_Description of the task_
Which lines in the records below include the word "const"? Report each of them in full.

[Opening Data provided section]

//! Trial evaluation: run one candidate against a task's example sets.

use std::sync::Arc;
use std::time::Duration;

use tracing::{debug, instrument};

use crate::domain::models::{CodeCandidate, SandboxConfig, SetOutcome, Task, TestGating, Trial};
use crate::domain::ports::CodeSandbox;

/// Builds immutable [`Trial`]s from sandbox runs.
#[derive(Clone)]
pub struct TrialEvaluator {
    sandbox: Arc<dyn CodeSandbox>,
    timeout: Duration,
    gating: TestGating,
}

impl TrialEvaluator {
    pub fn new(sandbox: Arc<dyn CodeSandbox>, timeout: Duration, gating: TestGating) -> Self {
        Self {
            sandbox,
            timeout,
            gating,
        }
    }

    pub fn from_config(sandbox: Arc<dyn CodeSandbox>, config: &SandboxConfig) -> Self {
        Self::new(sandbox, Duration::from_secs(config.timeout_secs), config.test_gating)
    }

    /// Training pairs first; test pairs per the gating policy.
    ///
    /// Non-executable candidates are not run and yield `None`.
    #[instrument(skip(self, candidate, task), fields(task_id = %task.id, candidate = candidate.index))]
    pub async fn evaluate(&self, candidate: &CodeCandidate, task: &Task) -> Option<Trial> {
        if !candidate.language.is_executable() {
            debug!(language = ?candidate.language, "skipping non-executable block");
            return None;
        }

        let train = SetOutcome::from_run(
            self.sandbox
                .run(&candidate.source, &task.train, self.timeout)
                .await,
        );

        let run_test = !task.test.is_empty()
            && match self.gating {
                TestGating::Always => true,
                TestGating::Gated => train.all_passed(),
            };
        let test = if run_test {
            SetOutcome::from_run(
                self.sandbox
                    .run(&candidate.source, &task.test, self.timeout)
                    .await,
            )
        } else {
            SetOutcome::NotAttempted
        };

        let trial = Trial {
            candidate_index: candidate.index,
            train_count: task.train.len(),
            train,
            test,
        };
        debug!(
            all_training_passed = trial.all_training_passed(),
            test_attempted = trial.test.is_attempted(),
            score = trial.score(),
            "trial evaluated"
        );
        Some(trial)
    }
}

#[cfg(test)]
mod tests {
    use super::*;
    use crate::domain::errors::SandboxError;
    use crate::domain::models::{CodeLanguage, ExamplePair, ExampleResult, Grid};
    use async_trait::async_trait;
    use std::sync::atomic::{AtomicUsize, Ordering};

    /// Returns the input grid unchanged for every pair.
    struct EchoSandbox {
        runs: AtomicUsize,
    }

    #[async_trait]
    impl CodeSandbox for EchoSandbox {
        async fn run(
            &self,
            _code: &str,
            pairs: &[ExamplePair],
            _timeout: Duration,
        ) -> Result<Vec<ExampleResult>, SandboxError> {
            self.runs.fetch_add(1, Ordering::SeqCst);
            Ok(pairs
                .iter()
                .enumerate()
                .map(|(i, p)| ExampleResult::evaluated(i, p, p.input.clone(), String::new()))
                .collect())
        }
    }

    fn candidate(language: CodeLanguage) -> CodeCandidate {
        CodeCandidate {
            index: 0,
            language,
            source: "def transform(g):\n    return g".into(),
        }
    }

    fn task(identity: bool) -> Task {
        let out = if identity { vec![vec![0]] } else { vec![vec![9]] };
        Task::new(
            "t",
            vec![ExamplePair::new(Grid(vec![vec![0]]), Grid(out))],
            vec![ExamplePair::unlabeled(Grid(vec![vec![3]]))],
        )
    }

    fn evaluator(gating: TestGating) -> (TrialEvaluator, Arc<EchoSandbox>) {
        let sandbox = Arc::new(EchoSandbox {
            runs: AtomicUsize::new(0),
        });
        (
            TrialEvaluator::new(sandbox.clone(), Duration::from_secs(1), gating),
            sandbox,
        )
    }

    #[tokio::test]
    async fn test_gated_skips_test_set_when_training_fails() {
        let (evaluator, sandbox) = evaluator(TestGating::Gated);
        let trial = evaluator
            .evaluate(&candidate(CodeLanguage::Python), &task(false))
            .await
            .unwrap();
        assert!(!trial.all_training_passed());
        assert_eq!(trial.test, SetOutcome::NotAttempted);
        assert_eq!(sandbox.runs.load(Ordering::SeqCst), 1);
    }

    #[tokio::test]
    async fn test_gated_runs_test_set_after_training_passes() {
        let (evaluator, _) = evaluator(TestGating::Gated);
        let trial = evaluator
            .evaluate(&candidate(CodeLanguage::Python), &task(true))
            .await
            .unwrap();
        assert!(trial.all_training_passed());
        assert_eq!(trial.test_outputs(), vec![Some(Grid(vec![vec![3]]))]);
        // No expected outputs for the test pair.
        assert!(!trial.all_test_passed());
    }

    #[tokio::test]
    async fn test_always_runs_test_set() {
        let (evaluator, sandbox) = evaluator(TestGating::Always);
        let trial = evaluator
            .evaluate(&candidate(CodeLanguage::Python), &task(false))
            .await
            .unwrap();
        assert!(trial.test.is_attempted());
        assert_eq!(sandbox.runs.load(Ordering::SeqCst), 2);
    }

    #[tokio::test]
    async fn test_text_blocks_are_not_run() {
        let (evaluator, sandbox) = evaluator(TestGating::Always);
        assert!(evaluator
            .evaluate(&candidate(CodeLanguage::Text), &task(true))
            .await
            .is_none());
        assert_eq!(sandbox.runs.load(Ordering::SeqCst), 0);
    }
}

[Closing Data provided section]
[Opening Data provided section]

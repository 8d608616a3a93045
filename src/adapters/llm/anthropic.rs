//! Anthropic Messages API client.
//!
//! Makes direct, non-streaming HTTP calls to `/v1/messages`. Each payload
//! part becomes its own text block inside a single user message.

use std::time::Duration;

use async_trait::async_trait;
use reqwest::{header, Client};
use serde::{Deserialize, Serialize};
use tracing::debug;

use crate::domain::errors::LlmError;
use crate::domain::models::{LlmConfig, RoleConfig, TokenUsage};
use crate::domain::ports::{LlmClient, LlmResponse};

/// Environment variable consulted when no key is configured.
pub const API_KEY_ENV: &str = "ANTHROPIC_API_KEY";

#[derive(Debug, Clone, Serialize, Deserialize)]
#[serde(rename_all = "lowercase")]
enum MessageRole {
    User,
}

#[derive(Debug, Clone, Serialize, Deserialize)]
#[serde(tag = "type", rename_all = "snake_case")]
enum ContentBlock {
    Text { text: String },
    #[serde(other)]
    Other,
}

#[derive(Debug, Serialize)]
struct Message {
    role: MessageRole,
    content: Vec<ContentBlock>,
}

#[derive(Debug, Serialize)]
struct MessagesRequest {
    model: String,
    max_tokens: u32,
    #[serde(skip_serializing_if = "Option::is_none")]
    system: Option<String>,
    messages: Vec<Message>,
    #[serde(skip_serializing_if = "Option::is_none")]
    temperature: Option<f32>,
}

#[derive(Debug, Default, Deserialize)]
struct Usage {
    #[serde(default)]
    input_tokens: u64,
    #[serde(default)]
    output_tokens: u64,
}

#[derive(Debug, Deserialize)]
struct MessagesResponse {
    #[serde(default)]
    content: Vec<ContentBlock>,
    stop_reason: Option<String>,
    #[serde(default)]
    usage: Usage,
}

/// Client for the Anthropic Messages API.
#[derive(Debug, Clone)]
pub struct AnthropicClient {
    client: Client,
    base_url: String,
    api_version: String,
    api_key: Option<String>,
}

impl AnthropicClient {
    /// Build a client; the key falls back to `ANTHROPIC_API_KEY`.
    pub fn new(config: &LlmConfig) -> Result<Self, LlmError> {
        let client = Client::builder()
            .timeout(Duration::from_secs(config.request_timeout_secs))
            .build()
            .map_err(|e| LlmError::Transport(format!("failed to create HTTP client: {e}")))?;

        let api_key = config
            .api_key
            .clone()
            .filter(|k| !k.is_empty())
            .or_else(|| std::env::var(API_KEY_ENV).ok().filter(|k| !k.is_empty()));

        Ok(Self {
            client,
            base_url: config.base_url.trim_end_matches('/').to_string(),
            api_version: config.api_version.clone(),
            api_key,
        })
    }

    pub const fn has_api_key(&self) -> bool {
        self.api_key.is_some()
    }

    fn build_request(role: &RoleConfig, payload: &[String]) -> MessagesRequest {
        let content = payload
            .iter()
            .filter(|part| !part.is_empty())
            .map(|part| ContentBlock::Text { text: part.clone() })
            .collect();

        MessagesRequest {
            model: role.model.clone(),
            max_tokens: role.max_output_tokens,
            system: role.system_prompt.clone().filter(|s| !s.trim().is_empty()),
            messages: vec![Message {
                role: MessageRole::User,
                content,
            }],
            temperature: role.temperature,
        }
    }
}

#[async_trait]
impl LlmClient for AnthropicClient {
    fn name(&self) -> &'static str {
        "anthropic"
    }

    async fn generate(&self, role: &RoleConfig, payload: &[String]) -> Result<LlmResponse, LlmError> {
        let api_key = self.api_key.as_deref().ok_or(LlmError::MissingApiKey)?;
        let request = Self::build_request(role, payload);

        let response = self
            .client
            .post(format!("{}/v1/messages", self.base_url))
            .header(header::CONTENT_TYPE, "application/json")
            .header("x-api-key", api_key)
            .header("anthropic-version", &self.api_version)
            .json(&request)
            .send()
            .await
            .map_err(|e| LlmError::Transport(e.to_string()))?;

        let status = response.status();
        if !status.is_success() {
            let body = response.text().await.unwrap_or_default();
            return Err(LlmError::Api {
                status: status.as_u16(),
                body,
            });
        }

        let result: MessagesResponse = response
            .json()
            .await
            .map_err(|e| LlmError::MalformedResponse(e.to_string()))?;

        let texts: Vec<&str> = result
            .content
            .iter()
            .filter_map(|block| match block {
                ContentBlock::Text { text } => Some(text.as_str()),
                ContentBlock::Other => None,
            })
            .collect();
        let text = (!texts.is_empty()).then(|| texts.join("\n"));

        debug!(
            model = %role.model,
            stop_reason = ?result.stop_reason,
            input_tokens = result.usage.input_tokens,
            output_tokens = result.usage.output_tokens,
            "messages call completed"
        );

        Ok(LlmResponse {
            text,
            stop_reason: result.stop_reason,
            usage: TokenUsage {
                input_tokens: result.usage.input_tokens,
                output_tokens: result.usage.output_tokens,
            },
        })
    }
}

[Closing Data provided section]

_Answer section_
pub const API_KEY_ENV: &str = "ANTHROPIC_API_KEY";
    pub const fn has_api_key(&self) -> bool {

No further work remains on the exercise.